● **EXERCISE DETAILS**
Give back all of the data unchanged. Keep every word as it is.

● **Stored data entries**
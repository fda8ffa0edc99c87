//! Paso 7: biblias de personaje (dossier completo por miembro del elenco).

use once_cell::sync::Lazy;
use serde_json::Value;
use story_core::hashing::hash_str;
use story_core::{lenient_json, EngineError, ParsedPayload, PromptBundle, StepContext, StepDefinition, StepPlan,
                 ValidationReport};
use story_domain::{CharacterBibles, CharacterRoster, CharacterSynopses};

use super::util::{normalize, require, shape_issue, with_guidance};

const SYSTEM: &str = "You are a story development assistant. You write complete character bibles for a novel. \
                      Respond with a single JSON object and nothing else.";

const USER_TEMPLATE: &str = "Principal cast:\n{characters}\n\nPer-character story synopses:\n{synopses}\n\nWrite one \
                             bible per character, using the exact same names. Respond with JSON:\n{\"bibles\": \
                             [{\"name\": \"...\", \"physical\": \"...\", \"voice\": \"...\", \"background\": \
                             \"...\", \"personality\": \"...\", \"relationships\": \"...\", \"quirks\": [\"...\"], \
                             \"vulnerabilities\": [\"...\"]}]}";

static PROMPT_VERSION: Lazy<String> = Lazy::new(|| hash_str(&format!("{SYSTEM}\n{USER_TEMPLATE}")));

#[derive(Debug, Default)]
pub struct CharacterBiblesStep;

impl StepDefinition for CharacterBiblesStep {
    fn prompt_version(&self) -> &str {
        &PROMPT_VERSION
    }

    fn plan(&self, ctx: &StepContext) -> Result<StepPlan, EngineError> {
        let roster = ctx.parent_typed::<CharacterRoster>(3)?;
        let synopses = ctx.parent_typed::<CharacterSynopses>(5)?;
        let characters = roster.characters
                               .iter()
                               .map(|c| format!("- {} ({})", c.name, c.role))
                               .collect::<Vec<_>>()
                               .join("\n");
        let synopses_text = synopses.character_synopses
                                    .iter()
                                    .map(|s| format!("== {} ==\n{}", s.name, s.synopsis))
                                    .collect::<Vec<_>>()
                                    .join("\n\n");
        let user = USER_TEMPLATE.replace("{characters}", &characters)
                                .replace("{synopses}", &synopses_text);
        Ok(StepPlan::Single { prompt: PromptBundle { system: SYSTEM.to_string(),
                                                     user: with_guidance(user, ctx) } })
    }

    fn parse(&self, raw: &str) -> ParsedPayload {
        normalize::<CharacterBibles>(lenient_json(raw))
    }

    fn validate(&self, payload: &Value, ctx: &StepContext) -> ValidationReport {
        let mut report = ValidationReport::ok();
        let Some(bibles) = shape_issue::<CharacterBibles>(payload, &mut report, "character bibles") else {
            return report;
        };
        if let Ok(roster) = ctx.parent_typed::<CharacterRoster>(3) {
            for character in &roster.characters {
                if !bibles.contains(&character.name) {
                    report.push("cardinality",
                                format!("no bible for character '{}'", character.name),
                                format!("add a bible entry named exactly '{}'", character.name));
                }
            }
        }
        for (i, bible) in bibles.bibles.iter().enumerate() {
            let field = |name: &str| format!("bibles[{i}].{name}");
            require(&mut report, &field("name"), &bible.name);
            require(&mut report, &field("physical"), &bible.physical);
            require(&mut report, &field("voice"), &bible.voice);
            require(&mut report, &field("background"), &bible.background);
            require(&mut report, &field("personality"), &bible.personality);
            require(&mut report, &field("relationships"), &bible.relationships);
        }
        report
    }

    fn render_text(&self, payload: &Value) -> Option<String> {
        let bibles: CharacterBibles = serde_json::from_value(payload.clone()).ok()?;
        Some(bibles.bibles
                   .iter()
                   .map(|b| format!("== {} ==\nVoice: {}\nBackground: {}", b.name, b.voice, b.background))
                   .collect::<Vec<_>>()
                   .join("\n\n"))
    }
}

#[cfg(test)]
mod tests {
    use super::*;
    use serde_json::json;
    use std::collections::BTreeMap;
    use story_core::ArtifactEnvelope;

    fn ctx_with_roster() -> StepContext {
        let roster = json!({"characters": [
            {"name": "Mireille", "role": "detective", "goal": "g", "ambition": "a", "values": ["v"],
             "conflict": "c", "epiphany": "e", "arc": "arc"},
        ]});
        let mut parents = BTreeMap::new();
        parents.insert(3, ArtifactEnvelope::new(3, "characters", "up".into(), roster, None, 1, false));
        StepContext { seed: "seed".into(),
                      guidance: None,
                      parents,
                      upstream_hash: "up".into() }
    }

    fn bible(name: &str) -> Value {
        json!({"name": name, "physical": "p", "voice": "v", "background": "b", "personality": "pe",
               "relationships": "r", "quirks": ["q"], "vulnerabilities": ["vu"]})
    }

    #[test]
    fn bible_per_cast_member_passes() {
        let payload = json!({"bibles": [bible("Mireille")]});
        assert!(CharacterBiblesStep.validate(&payload, &ctx_with_roster()).is_ok());
    }

    #[test]
    fn missing_bible_fails() {
        let payload = json!({"bibles": []});
        let report = CharacterBiblesStep.validate(&payload, &ctx_with_roster());
        assert!(report.issues.iter().any(|i| i.code == "cardinality"));
    }

    #[test]
    fn empty_section_is_flagged() {
        let mut payload = json!({"bibles": [bible("Mireille")]});
        payload["bibles"][0]["voice"] = json!("");
        let report = CharacterBiblesStep.validate(&payload, &ctx_with_roster());
        assert!(report.issues.iter().any(|i| i.code == "missing_field"));
    }
}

● **RESPONSE TO THIS EXERCISE**
repository fda8ffa0edc99c87
//! Paso 7: biblias de personaje (dossier completo por miembro del elenco).

use once_cell::sync::Lazy;
use serde_json::Value;
use story_core::hashing::hash_str;
use story_core::{lenient_json, EngineError, ParsedPayload, PromptBundle, StepContext, StepDefinition, StepPlan,
                 ValidationReport};
use story_domain::{CharacterBibles, CharacterRoster, CharacterSynopses};

use super::util::{normalize, require, shape_issue, with_guidance};

const SYSTEM: &str = "You are a story development assistant. You write complete character bibles for a novel. \
                      Respond with a single JSON object and nothing else.";

const USER_TEMPLATE: &str = "Principal cast:\n{characters}\n\nPer-character story synopses:\n{synopses}\n\nWrite one \
                             bible per character, using the exact same names. Respond with JSON:\n{\"bibles\": \
                             [{\"name\": \"...\", \"physical\": \"...\", \"voice\": \"...\", \"background\": \
                             \"...\", \"personality\": \"...\", \"relationships\": \"...\", \"quirks\": [\"...\"], \
                             \"vulnerabilities\": [\"...\"]}]}";

static PROMPT_VERSION: Lazy<String> = Lazy::new(|| hash_str(&format!("{SYSTEM}\n{USER_TEMPLATE}")));

#[derive(Debug, Default)]
pub struct CharacterBiblesStep;

impl StepDefinition for CharacterBiblesStep {
    fn prompt_version(&self) -> &str {
        &PROMPT_VERSION
    }

    fn plan(&self, ctx: &StepContext) -> Result<StepPlan, EngineError> {
        let roster = ctx.parent_typed::<CharacterRoster>(3)?;
        let synopses = ctx.parent_typed::<CharacterSynopses>(5)?;
        let characters = roster.characters
                               .iter()
                               .map(|c| format!("- {} ({})", c.name, c.role))
                               .collect::<Vec<_>>()
                               .join("\n");
        let synopses_text = synopses.character_synopses
                                    .iter()
                                    .map(|s| format!("== {} ==\n{}", s.name, s.synopsis))
                                    .collect::<Vec<_>>()
                                    .join("\n\n");
        let user = USER_TEMPLATE.replace("{characters}", &characters)
                                .replace("{synopses}", &synopses_text);
        Ok(StepPlan::Single { prompt: PromptBundle { system: SYSTEM.to_string(),
                                                     user: with_guidance(user, ctx) } })
    }

    fn parse(&self, raw: &str) -> ParsedPayload {
        normalize::<CharacterBibles>(lenient_json(raw))
    }

    fn validate(&self, payload: &Value, ctx: &StepContext) -> ValidationReport {
        let mut report = ValidationReport::ok();
        let Some(bibles) = shape_issue::<CharacterBibles>(payload, &mut report, "character bibles") else {
            return report;
        };
        if let Ok(roster) = ctx.parent_typed::<CharacterRoster>(3) {
            for character in &roster.characters {
                if !bibles.contains(&character.name) {
                    report.push("cardinality",
                                format!("no bible for character '{}'", character.name),
                                format!("add a bible entry named exactly '{}'", character.name));
                }
            }
        }
        for (i, bible) in bibles.bibles.iter().enumerate() {
            let field = |name: &str| format!("bibles[{i}].{name}");
            require(&mut report, &field("name"), &bible.name);
            require(&mut report, &field("physical"), &bible.physical);
            require(&mut report, &field("voice"), &bible.voice);
            require(&mut report, &field("background"), &bible.background);
            require(&mut report, &field("personality"), &bible.personality);
            require(&mut report, &field("relationships"), &bible.relationships);
        }
        report
    }

    fn render_text(&self, payload: &Value) -> Option<String> {
        let bibles: CharacterBibles = serde_json::from_value(payload.clone()).ok()?;
        Some(bibles.bibles
                   .iter()
                   .map(|b| format!("== {} ==\nVoice: {}\nBackground: {}", b.name, b.voice, b.background))
                   .collect::<Vec<_>>()
                   .join("\n\n"))
    }
}

#[cfg(test)]
mod tests {
    use super::*;
    use serde_json::json;
    use std::collections::BTreeMap;
    use story_core::ArtifactEnvelope;

    fn ctx_with_roster() -> StepContext {
        let roster = json!({"characters": [
            {"name": "Mireille", "role": "detective", "goal": "g", "ambition": "a", "values": ["v"],
             "conflict": "c", "epiphany": "e", "arc": "arc"},
        ]});
        let mut parents = BTreeMap::new();
        parents.insert(3, ArtifactEnvelope::new(3, "characters", "up".into(), roster, None, 1, false));
        StepContext { seed: "seed".into(),
                      guidance: None,
                      parents,
                      upstream_hash: "up".into() }
    }

    fn bible(name: &str) -> Value {
        json!({"name": name, "physical": "p", "voice": "v", "background": "b", "personality": "pe",
               "relationships": "r", "quirks": ["q"], "vulnerabilities": ["vu"]})
    }

    #[test]
    fn bible_per_cast_member_passes() {
        let payload = json!({"bibles": [bible("Mireille")]});
        assert!(CharacterBiblesStep.validate(&payload, &ctx_with_roster()).is_ok());
    }

    #[test]
    fn missing_bible_fails() {
        let payload = json!({"bibles": []});
        let report = CharacterBiblesStep.validate(&payload, &ctx_with_roster());
        assert!(report.issues.iter().any(|i| i.code == "cardinality"));
    }

    #[test]
    fn empty_section_is_flagged() {
        let mut payload = json!({"bibles": [bible("Mireille")]});
        payload["bibles"][0]["voice"] = json!("");
        let report = CharacterBiblesStep.validate(&payload, &ctx_with_roster());
        assert!(report.issues.iter().any(|i| i.code == "missing_field"));
    }
}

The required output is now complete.